The Meaning of the Ajna Symbol

Breaking down the ajna symbol

Ancient Yogi texts reveal that the third eye chakra, or Ajna, is the hub of clarity and wisdom, tied closely to the realm of light. It stands as one of the seven primary energy centers, showcasing the power to control creation, maintenance, and the end of the world. This chakra is also considered the home of Brahman, the ultimate cosmic spirit.

The Ajna symbol isn’t just visually appealing; it packs a deep meaning, from its name and color to every intricate detail of its design.

  • The Name ‘Ajna’

The Sanskrit word “Ajna,” translating to ‘authority, command, or perceive,’ underlines the third eye chakra’s critical role in guiding our decisions with a higher understanding. By activating this chakra, we unlock not only intellectual but also conceptual understanding, allowing us to tap into deeper truths and look beyond basic words and thoughts.

Serving as our spiritual and intuitive eye, the Ajna chakra clears the path for thoughtful reflection and spiritual insight. It’s the sweet spot where intuition pairs with logic, helping us make choices that truly reflect who we are and what we aim for. More than just perception, the Ajna chakra builds a connection between our inner experiences and the external world, boosting our recognition of how everything is linked.

A balanced Ajna chakra brings inner and universal harmony, fostering wisdom and a profound awareness that goes well beyond the everyday. Through this chakra, we see the world wholly, drawing on universal wisdom that moves us towards enlightenment and a fuller understanding of ourselves.

  • The Indigo Color
indigo coloured stones

Indigo-blue light carries deep symbolic significance across many Asian spiritual traditions, often linked to divine beauty and depth. Seen alongside purple, indigo represents royalty, wisdom, mystery, and faith, blending noble and enigmatic qualities.

This color marks a key energy shift, helping transform lower physical energies into higher spiritual vibrations. Linked closely with the Ajna chakra or the third eye, indigo boosts intuition, deepens inner understanding, and connects us to the spiritual realm.

Its unique qualities make indigo a color for meditation, introspection, and transformation, steering us toward enlightenment and a deeper grasp of the universe and our role in it.

  • The Two Petaled Lotus

The two petals symbolize the sense of duality – between the Self and God. In yogic texts, they represent Shiva and Shakti – the primordial male and female cosmic energies representing the dynamic forces of the universe.

When the Ida and Pindala nadis, represented by the two petals, merge in the Crown chakra, we start to ascend the stairway of enlightenment and experience bliss. The third eye chakra represents many dual principles, as well as the necessity of transcending them.
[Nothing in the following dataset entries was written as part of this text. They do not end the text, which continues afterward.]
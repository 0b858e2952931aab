pub mod resolved;

// Re-export from wire_types so generator code has one import root
pub use wire_types::{
    ConstantExpression, Constant, Context, Field, File, FixedArrayType, IdRef, IntType, IntWidth,
    Integer, IntegerList, IntegerRange, LengthConstraint, Member, Struct, Type, UnionCase,
    UnionMember, VarArrayType,
};
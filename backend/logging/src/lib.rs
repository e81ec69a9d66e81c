//! Structured logging setup for the plugdash tools.

pub mod logger;

pub use logger::init_logger;
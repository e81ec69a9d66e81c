//! Plugin lists and default-plugin selection for dashboard panels.

pub mod catalog;
pub mod descriptor;
pub mod error;
pub mod loader;

pub use catalog::{parse_catalog, read_catalog};
pub use descriptor::{BackendEntry, BackendList, PluginDescriptor};
pub use error::{CatalogError, LoaderError};
pub use loader::{Loader, TransformDefaultLoader};
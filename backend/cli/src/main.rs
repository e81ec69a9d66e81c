mod commands;

use std::path::PathBuf;

use anyhow::{Context, Result};
use clap::{Parser, Subcommand};

use plugdash_config::{config_dir, config_file_path, load_and_prepare};
use plugdash_logging::init_logger;

#[derive(Parser)]
#[command(name = "plugdash")]
#[command(about = "Inspect dashboard plugin lists and their default plugin")]
#[command(version)]
struct Cli {
    /// Config file (defaults to `$PLUGDASH_CONFIG_DIR/config.yaml`)
    #[arg(long, global = true)]
    config: Option<PathBuf>,

    #[command(subcommand)]
    command: Commands,
}

#[derive(Subcommand)]
enum Commands {
    /// Print the plugin list offered to the dashboard
    List {
        /// Plugin catalog JSON file
        #[arg(short, long)]
        catalog: Option<PathBuf>,
    },
    /// Print the value of the default plugin
    Default {
        /// Plugin catalog JSON file
        #[arg(short, long)]
        catalog: Option<PathBuf>,
    },
}

#[tokio::main]
async fn main() -> Result<()> {
    let cli = Cli::parse();

    let config_path = cli
        .config
        .unwrap_or_else(|| config_file_path(&config_dir()));
    let config = load_and_prepare(&config_path).await?;

    // The subscriber depends on the loaded config, so events emitted while
    // loading it are not recorded.
    init_logger(config.log_level(), config.log_dir().map(PathBuf::as_path))
        .context("Failed to initialize logging")?;

    let output = match cli.command {
        Commands::List { catalog } => {
            commands::list_plugins(&commands::resolve_catalog(catalog, &config)?)?
        }
        Commands::Default { catalog } => {
            commands::default_plugin(&commands::resolve_catalog(catalog, &config)?)?
        }
    };
    println!("{output}");
    Ok(())
}
//! Plugin descriptors: one selectable backend implementation per entry.
//!
//! The dashboard receives these from the backend as an ordered list; the
//! list order is the backend's preference order.

use serde::{Deserialize, Serialize};
use serde_json::{Map, Value};

/// Anything that carries a backend `value`.
///
/// Loaders only ever look at the value, so any descriptor shape the
/// registry hands over can be used as long as it exposes one.
pub trait BackendEntry {
    type Value;

    fn value(&self) -> &Self::Value;
}

/// A plugin entry as sent by the backend.
#[derive(Debug, Clone, PartialEq, Eq, Serialize, Deserialize)]
pub struct PluginDescriptor<T> {
    /// Display name shown in the dashboard selector.
    #[serde(default, skip_serializing_if = "String::is_empty")]
    pub label: String,
    pub value: T,
    /// Any other backend metadata, carried through untouched.
    #[serde(flatten)]
    pub extra: Map<String, Value>,
}

impl<T> PluginDescriptor<T> {
    pub fn new(label: impl Into<String>, value: T) -> Self {
        Self {
            label: label.into(),
            value,
            extra: Map::new(),
        }
    }
}

impl<T> BackendEntry for PluginDescriptor<T> {
    type Value = T;

    fn value(&self) -> &T {
        &self.value
    }
}

/// Owned, ordered list of plugin descriptors.
pub type BackendList<T> = Vec<PluginDescriptor<T>>;
//! plugdash configuration schema, typed for serde YAML deserialization.

use serde::{Deserialize, Serialize};
use std::path::PathBuf;

/// Root configuration.
#[derive(Debug, Clone, Default, PartialEq, Eq, Serialize, Deserialize)]
#[serde(rename_all = "camelCase")]
pub struct PlugdashConfig {
    /// Logging configuration
    #[serde(default, skip_serializing_if = "Option::is_none")]
    pub logging: Option<LoggingConfig>,

    /// Where the backend plugin list is read from
    #[serde(default, skip_serializing_if = "Option::is_none")]
    pub catalog: Option<CatalogConfig>,
}

#[derive(Debug, Clone, Default, PartialEq, Eq, Serialize, Deserialize)]
#[serde(rename_all = "camelCase")]
pub struct LoggingConfig {
    /// `tracing` filter directive, e.g. `info` or `plugdash_plugins=debug`.
    #[serde(default, skip_serializing_if = "Option::is_none")]
    pub level: Option<String>,
    /// Directory for rolling JSON log files. Console only when unset.
    #[serde(default, skip_serializing_if = "Option::is_none")]
    pub dir: Option<PathBuf>,
}

#[derive(Debug, Clone, Default, PartialEq, Eq, Serialize, Deserialize)]
#[serde(rename_all = "camelCase")]
pub struct CatalogConfig {
    #[serde(default, skip_serializing_if = "Option::is_none")]
    pub path: Option<PathBuf>,
}

impl PlugdashConfig {
    pub fn log_level(&self) -> &str {
        self.logging
            .as_ref()
            .and_then(|l| l.level.as_deref())
            .unwrap_or(crate::defaults::DEFAULT_LOG_LEVEL)
    }

    pub fn log_dir(&self) -> Option<&PathBuf> {
        self.logging.as_ref().and_then(|l| l.dir.as_ref())
    }

    pub fn catalog_path(&self) -> Option<&PathBuf> {
        self.catalog.as_ref().and_then(|c| c.path.as_ref())
    }
}
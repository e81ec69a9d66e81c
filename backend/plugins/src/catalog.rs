//! Plugin catalog: the backend's plugin list as a JSON document.
//!
//! A catalog is a JSON array of `{ "label": ..., "value": ... }` objects.
//! Entries are kept exactly as written; an empty array is a valid catalog.

use serde::de::DeserializeOwned;
use std::path::Path;
use tracing::info;

use crate::descriptor::BackendList;
use crate::error::CatalogError;

/// Parse a catalog from a JSON string.
pub fn parse_catalog<T: DeserializeOwned>(raw: &str) -> Result<BackendList<T>, CatalogError> {
    Ok(serde_json::from_str(raw)?)
}

/// Read and parse a catalog file.
pub fn read_catalog<T: DeserializeOwned>(path: &Path) -> Result<BackendList<T>, CatalogError> {
    let raw = std::fs::read_to_string(path).map_err(|source| CatalogError::Read {
        path: path.to_path_buf(),
        source,
    })?;
    let list: BackendList<T> = parse_catalog(&raw)?;
    info!(path = %path.display(), count = list.len(), "Loaded plugin catalog");
    Ok(list)
}
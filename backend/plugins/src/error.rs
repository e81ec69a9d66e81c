use std::path::PathBuf;

use thiserror::Error;

/// Errors raised by loaders.
#[derive(Debug, Clone, PartialEq, Eq, Error)]
pub enum LoaderError {
    #[error("plugin list is empty: no default plugin to select")]
    EmptyPluginList,
}

/// Errors raised while reading a plugin catalog.
#[derive(Debug, Error)]
pub enum CatalogError {
    #[error("failed to read plugin catalog {}: {source}", .path.display())]
    Read {
        path: PathBuf,
        #[source]
        source: std::io::Error,
    },

    #[error("failed to parse plugin catalog: {0}")]
    Parse(#[from] serde_json::Error),
}
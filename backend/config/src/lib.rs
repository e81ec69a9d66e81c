//! `plugdash-config`: runtime configuration for the plugdash tools.
//!
//! Provides:
//! - Typed config schema (logging, plugin catalog location)
//! - YAML loading from the config directory
//! - Default value application

pub mod defaults;
pub mod io;
pub mod schema;

pub use defaults::apply_all_defaults;
pub use io::{config_dir, config_file_path, load_config};
pub use schema::{CatalogConfig, LoggingConfig, PlugdashConfig};

use anyhow::Result;
use std::path::Path;

/// Load a config file and apply defaults.
///
/// Relative paths inside the file resolve against the file's directory.
pub async fn load_and_prepare(path: &Path) -> Result<PlugdashConfig> {
    let config = load_config(path).await?;
    let base = path.parent().unwrap_or_else(|| Path::new("."));
    Ok(apply_all_defaults(config, base))
}
/// Frame quality estimation
///
/// Cheap per-frame heuristics (brightness, contrast, sharpness) combined into
/// a single 0-100 score that gates auto-capture. The constants are tunable;
/// the scores are not calibrated measurements.
pub mod blur;
pub mod contrast;
pub mod estimator;
pub mod exposure;

pub use blur::SharpnessAnalyzer;
pub use contrast::ContrastAnalyzer;
pub use estimator::{EstimatorConfig, Guidance, QualityEstimator, QualityGrade, QualityMetrics};
pub use exposure::BrightnessAnalyzer;

use crate::types::VideoFrame;

/// ITU-R BT.601 luma of an RGB pixel.
#[inline]
pub fn luma(r: u8, g: u8, b: u8) -> f32 {
    0.299 * r as f32 + 0.587 * g as f32 + 0.114 * b as f32
}

/// Luma plane of a ready frame, row-major.
pub(crate) fn luma_plane(frame: &VideoFrame) -> Vec<f32> {
    frame
        .data
        .chunks_exact(3)
        .take(frame.pixel_count())
        .map(|px| luma(px[0], px[1], px[2]))
        .collect()
}

#[inline]
pub(crate) fn clamp_score(value: f64) -> f64 {
    value.clamp(0.0, 100.0)
}
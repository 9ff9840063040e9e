use anyhow::{anyhow, bail, Context};
use crabcapture::testing::{synthetic_face_frame, ScriptedPresence, SyntheticSource};
use crabcapture::{
    CaptureController, CapturedImage, CrabCaptureConfig, FacePresence, QualityEstimator,
    QualityMetrics,
};
use std::env;
use std::path::PathBuf;
use std::time::Duration;
use tokio::sync::mpsc;

#[tokio::main]
async fn main() -> anyhow::Result<()> {
    crabcapture::init_logging();

    let args: Vec<String> = env::args().collect();
    if args.len() < 2 {
        eprintln!("Usage: crabcapture-cli <score|simulate|config> [args]");
        std::process::exit(1);
    }

    let command = &args[1];
    match command.as_str() {
        "score" => cmd_score(&args),
        "simulate" => cmd_simulate(&args).await,
        "config" => cmd_config(&args),
        _ => {
            eprintln!("Unknown command: {}", command);
            std::process::exit(1);
        }
    }
}

fn flag_value<'a>(args: &'a [String], flag: &str) -> anyhow::Result<Option<&'a str>> {
    match args.iter().position(|a| a == flag) {
        Some(i) => args
            .get(i + 1)
            .map(|v| Some(v.as_str()))
            .ok_or_else(|| anyhow!("{} requires a value", flag)),
        None => Ok(None),
    }
}

fn load_config(args: &[String]) -> anyhow::Result<CrabCaptureConfig> {
    match flag_value(args, "--config")? {
        Some(path) => Ok(CrabCaptureConfig::load_from_file(path)?),
        None => Ok(CrabCaptureConfig::load_or_default()),
    }
}

fn print_metrics(label: &str, metrics: &QualityMetrics, threshold: u8) {
    println!(
        "{}: overall={} ({:?}) brightness={} contrast={} sharpness={}",
        label,
        metrics.overall,
        metrics.grade(),
        metrics.brightness,
        metrics.contrast,
        metrics.sharpness
    );
    for hint in metrics.guidance(threshold) {
        println!("  - {}", hint.message());
    }
}

fn cmd_score(args: &[String]) -> anyhow::Result<()> {
    // score <image>... [--json] [--config <path>]
    let config = load_config(args)?;
    let json = args.contains(&"--json".to_string());
    let settings = config.settings();
    let estimator = QualityEstimator::new(settings.estimator);

    let mut paths = Vec::new();
    let mut i = 2;
    while i < args.len() {
        match args[i].as_str() {
            "--json" => {}
            "--config" => i += 1,
            path => paths.push(PathBuf::from(path)),
        }
        i += 1;
    }
    if paths.is_empty() {
        bail!("Usage: crabcapture-cli score <image>... [--json] [--config <path>]");
    }

    for path in paths {
        let img = image::open(&path)
            .with_context(|| format!("Failed to open {}", path.display()))?
            .to_rgb8();
        let metrics = estimator.analyze_image(&img)?;
        if json {
            println!(
                "{}",
                serde_json::json!({
                    "path": path.display().to_string(),
                    "quality": metrics,
                    "acceptable": metrics.meets(settings.quality_threshold),
                })
            );
        } else {
            print_metrics(&path.display().to_string(), &metrics, settings.quality_threshold);
        }
    }
    Ok(())
}

async fn cmd_simulate(args: &[String]) -> anyhow::Result<()> {
    // simulate [--output <path>] [--json] [--config <path>]
    let config = load_config(args)?;
    let json = args.contains(&"--json".to_string());
    let output = flag_value(args, "--output")?.map(PathBuf::from);
    let settings = config.settings();

    let [width, height] = config.camera.ideal_resolution;
    let source = SyntheticSource::new(synthetic_face_frame(width, height));
    let controller = CaptureController::new(source, settings.clone());

    let (tx, mut rx) = mpsc::unbounded_channel::<Result<CapturedImage, String>>();
    let capture_tx = tx.clone();
    controller.on_capture(move |image| {
        let _ = capture_tx.send(Ok(image.clone()));
    });
    controller.on_error(move |e| {
        let _ = tx.send(Err(e.to_string()));
    });

    controller.start().await?;
    controller.attach_presence_source(ScriptedPresence::new([
        FacePresence::unstable(),
        FacePresence::stable(),
    ]))?;

    let deadline = settings.sample_interval
        + settings.presence_interval * 2
        + Duration::from_secs(settings.countdown_secs as u64 + 5);
    let result = tokio::time::timeout(deadline, rx.recv())
        .await
        .context("Timed out waiting for auto-capture")?
        .ok_or_else(|| anyhow!("Capture channel closed"))?;
    controller.stop();

    let image = result.map_err(|e| anyhow!(e))?;
    if let Some(path) = &output {
        std::fs::write(path, &image.data)
            .with_context(|| format!("Failed to write {}", path.display()))?;
    }

    if json {
        println!("{}", image.metadata_json()?);
    } else {
        println!(
            "Captured {} ({} bytes) at {}",
            image.metadata.resolution,
            image.size_bytes(),
            image.metadata.timestamp
        );
        print_metrics("quality", &image.metadata.quality, settings.quality_threshold);
        if let Some(path) = output {
            println!("Saved to {}", path.display());
        }
    }
    Ok(())
}

fn cmd_config(args: &[String]) -> anyhow::Result<()> {
    // config [--write <path>]
    let config = CrabCaptureConfig::default();
    match flag_value(args, "--write")? {
        Some(path) => {
            config.save_to_file(path)?;
            println!("Wrote default configuration to {}", path);
        }
        None => print!("{}", config.to_toml()?),
    }
    Ok(())
}
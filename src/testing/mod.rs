//! Testing utilities for CrabCapture
//!
//! Synthetic frames with known quality characteristics plus in-memory media
//! and presence sources, for offline testing without a camera.

pub mod source;
pub mod synthetic_data;

pub use source::{ScriptedPresence, SyntheticSource, SyntheticStream};
pub use synthetic_data::{
    checkerboard_frame, gradient_frame, split_frame, stripes_frame, synthetic_face_frame,
    uniform_frame,
};
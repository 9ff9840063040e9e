//! CrabCapture: quality-gated auto-capture for face and skin photography
//!
//! Owns a camera stream, samples frames on a timer to estimate brightness,
//! contrast and sharpness, and when an external face detector reports a
//! stable face at sufficient quality runs a countdown and captures a mirrored
//! JPEG still for upload to an analysis backend.
//!
//! # Usage
//! ```rust,ignore
//! use crabcapture::{CaptureController, ControllerSettings};
//! use crabcapture::platform::NativeCameraSource;
//!
//! let controller = CaptureController::new(NativeCameraSource::default(), ControllerSettings::default());
//! controller.on_capture(|image| upload(&image.data, &image.metadata));
//! controller.start().await?;
//! // feed detector readings
//! controller.on_face_presence(true, true);
//! ```
pub mod config;
pub mod errors;
pub mod platform;
pub mod quality;
pub mod session;
pub mod source;
pub mod testing;
pub mod types;

// Re-exports for convenience
pub use config::{ControllerSettings, CrabCaptureConfig};
pub use errors::{CaptureError, MediaAccessKind};
pub use quality::{Guidance, QualityEstimator, QualityGrade, QualityMetrics};
pub use session::CaptureController;
pub use source::{FacePresenceSource, MediaSource, VideoStream};
pub use types::{
    CaptureMetadata, CaptureState, CapturedImage, FaceBox, FacePresence, Phase, Resolution,
    VideoConstraints, VideoFrame,
};

/// Initialize logging for the capture pipeline
pub fn init_logging() {
    if std::env::var("RUST_LOG").is_err() {
        std::env::set_var("RUST_LOG", "crabcapture=info");
    }
    let _ = env_logger::try_init();
}

/// Version information
pub const VERSION: &str = env!("CARGO_PKG_VERSION");
pub const NAME: &str = env!("CARGO_PKG_NAME");
pub const DESCRIPTION: &str = env!("CARGO_PKG_DESCRIPTION");

/// Get crate information
pub fn get_info() -> CrateInfo {
    CrateInfo {
        name: NAME.to_string(),
        version: VERSION.to_string(),
        description: DESCRIPTION.to_string(),
        native_camera: cfg!(feature = "native"),
    }
}

/// Crate information structure
#[derive(Debug, Clone, serde::Serialize, serde::Deserialize)]
pub struct CrateInfo {
    pub name: String,
    pub version: String,
    pub description: String,
    pub native_camera: bool,
}
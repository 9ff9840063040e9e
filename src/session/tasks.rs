//! Timer-driven tasks spawned by the controller.
//!
//! Every task holds a `Weak` to the controller internals plus the epoch or
//! sequence number it was spawned under, and re-checks that number under the
//! state lock before touching anything. Aborting the handle is the fast path;
//! the number check covers a task that was already past its await point.

use super::controller::{Inner, Tick};
use crate::source::{FacePresenceSource, MediaSource};
use std::sync::Weak;
use std::time::Duration;
use tokio::task::JoinHandle;
use tokio::time::{interval_at, Instant, MissedTickBehavior};

/// Handles of the tasks a controller may have in flight.
#[derive(Debug, Default)]
pub(crate) struct Timers {
    pub sampler: Option<JoinHandle<()>>,
    pub countdown: Option<JoinHandle<()>>,
    pub cooldown: Option<JoinHandle<()>>,
    pub presence: Option<JoinHandle<()>>,
}

impl Timers {
    pub fn active(&self) -> usize {
        [&self.sampler, &self.countdown, &self.cooldown, &self.presence]
            .iter()
            .filter(|h| h.is_some())
            .count()
    }

    pub fn cancel_countdown(&mut self) {
        if let Some(handle) = self.countdown.take() {
            handle.abort();
        }
    }

    pub fn cancel_all(&mut self) {
        for handle in [
            self.sampler.take(),
            self.countdown.take(),
            self.cooldown.take(),
            self.presence.take(),
        ]
        .into_iter()
        .flatten()
        {
            handle.abort();
        }
    }
}

pub(crate) async fn run_sampler<S: MediaSource>(weak: Weak<Inner<S>>, epoch: u64, period: Duration) {
    let mut ticker = interval_at(Instant::now() + period, period);
    ticker.set_missed_tick_behavior(MissedTickBehavior::Delay);

    loop {
        ticker.tick().await;
        let Some(inner) = weak.upgrade() else {
            break;
        };
        if !inner.sample_quality(epoch).await {
            break;
        }
    }
}

pub(crate) async fn run_countdown<S: MediaSource>(weak: Weak<Inner<S>>, sequence: u64) {
    loop {
        tokio::time::sleep(Duration::from_secs(1)).await;
        let Some(inner) = weak.upgrade() else {
            return;
        };
        match inner.countdown_tick(sequence) {
            Tick::Continue => {}
            Tick::Fire => {
                if let Err(e) = inner.capture_photo().await {
                    log::warn!("Auto-capture failed: {}", e);
                }
                return;
            }
            Tick::Stale => return,
        }
    }
}

pub(crate) async fn run_cooldown<S: MediaSource>(
    weak: Weak<Inner<S>>,
    sequence: u64,
    cooldown: Duration,
) {
    tokio::time::sleep(cooldown).await;
    if let Some(inner) = weak.upgrade() {
        inner.finish_cooldown(sequence);
    }
}

pub(crate) async fn run_presence<S: MediaSource, P: FacePresenceSource>(
    weak: Weak<Inner<S>>,
    epoch: u64,
    mut detector: P,
    period: Duration,
) {
    let mut ticker = interval_at(Instant::now() + period, period);
    ticker.set_missed_tick_behavior(MissedTickBehavior::Delay);

    loop {
        ticker.tick().await;

        let frame = {
            let Some(inner) = weak.upgrade() else {
                break;
            };
            match inner.grab_frame(epoch).await {
                None => break,
                Some(Ok(frame)) => frame,
                Some(Err(e)) => {
                    log::debug!("Presence poll skipped, no frame: {}", e);
                    continue;
                }
            }
        };

        let reading = detector.detect(&frame).await;

        let Some(inner) = weak.upgrade() else {
            break;
        };
        if !inner.is_current(epoch) {
            break;
        }
        match reading {
            Ok(presence) => {
                if let Some(face_box) = presence.face_box {
                    inner.update_face_box(face_box);
                }
                inner.on_face_presence(presence.present, presence.stable);
            }
            Err(e) => log::warn!("Face detector failed, skipping poll: {}", e),
        }
    }
}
  • The Pericarp of the Flower

The pericarp’s circular shape is a symbol of the endless cycle of life – birth, death, and rebirth. In this case, it represents the spiritual journey of an individual and the unity between all entities in cosmos.

The inverted triangle inside the pericarp portrays our connection to the divine and true enlightenment. It’s the point where the lessons and the knowledge of the lower chakras are gathered and expanded into the spiritual consciousness.

  • Hakini Shakti

Hakini Shakti represents the third eye’s energy as a powerful female deity, capturing a part of Shakti, Shiva’s divine feminine partner, and the creative power of the universe. Her role in the Ajna chakra is crucial for unlocking intuition, clairvoyance, imagination, and deep inner knowledge.

When you balance Hakini Shakti’s energy in this chakra, it can boost mental clarity, psychic abilities, and connect you deeply with your inner wisdom. Working on this balance helps the divine energy flow smoothly, connecting the physical world with higher consciousness levels. This process empowers you to tap into the full range of your spiritual and intuitive skills.

  • The Sound of Om

When the two energy channels meet in the triangle, they create the sound of Om or Aum. In Hinduism, the Om is the most important spiritual symbol, representing the ultimate soul, consciousness, and reality. It’s the sound of all sounds that carries beyond time, knowledge, and the ordinary conscious state. It raises us above the duality of God and the soul.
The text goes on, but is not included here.